EXERCISE PROMPT: Copy out each line of the entries where the word "impl" is present.

SOURCE MATERIAL:

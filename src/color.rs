use eframe::egui::Color32;
use palette::{Hsl, IntoColor, Srgb};

use catalog_explorer::data::model::TitleType;

// ---------------------------------------------------------------------------
// Color palette generator
// ---------------------------------------------------------------------------

/// `n` visually distinct colours with evenly spaced hues, starting at `hue_offset`.
pub fn generate_palette(n: usize, hue_offset: f32) -> Vec<Color32> {
    (0..n)
        .map(|i| {
            let hue = (hue_offset + (i as f32 / n as f32) * 360.0) % 360.0;
            let rgb: Srgb = Hsl::new(hue, 0.65, 0.55).into_color();
            Color32::from_rgb(
                (rgb.red * 255.0) as u8,
                (rgb.green * 255.0) as u8,
                (rgb.blue * 255.0) as u8,
            )
        })
        .collect()
}

// ---------------------------------------------------------------------------
// Chart colours
// ---------------------------------------------------------------------------

/// Fixed series colours so a type keeps its colour across every chart.
#[derive(Debug, Clone)]
pub struct ChartColors {
    movie: Color32,
    tv_show: Color32,
    /// Colour of single-series bar charts.
    pub accent: Color32,
    /// Colour of the missing-values chart.
    pub warning: Color32,
}

impl Default for ChartColors {
    fn default() -> Self {
        let series = generate_palette(2, 210.0);
        let extras = generate_palette(2, 30.0);
        ChartColors {
            movie: series[0],
            tv_show: series[1],
            accent: extras[1],
            warning: extras[0],
        }
    }
}

impl ChartColors {
    pub fn for_type(&self, kind: TitleType) -> Color32 {
        match kind {
            TitleType::Movie => self.movie,
            TitleType::TvShow => self.tv_show,
        }
    }
}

SOLUTION FOR THIS EXERCISE:
impl Default for ChartColors {
impl ChartColors {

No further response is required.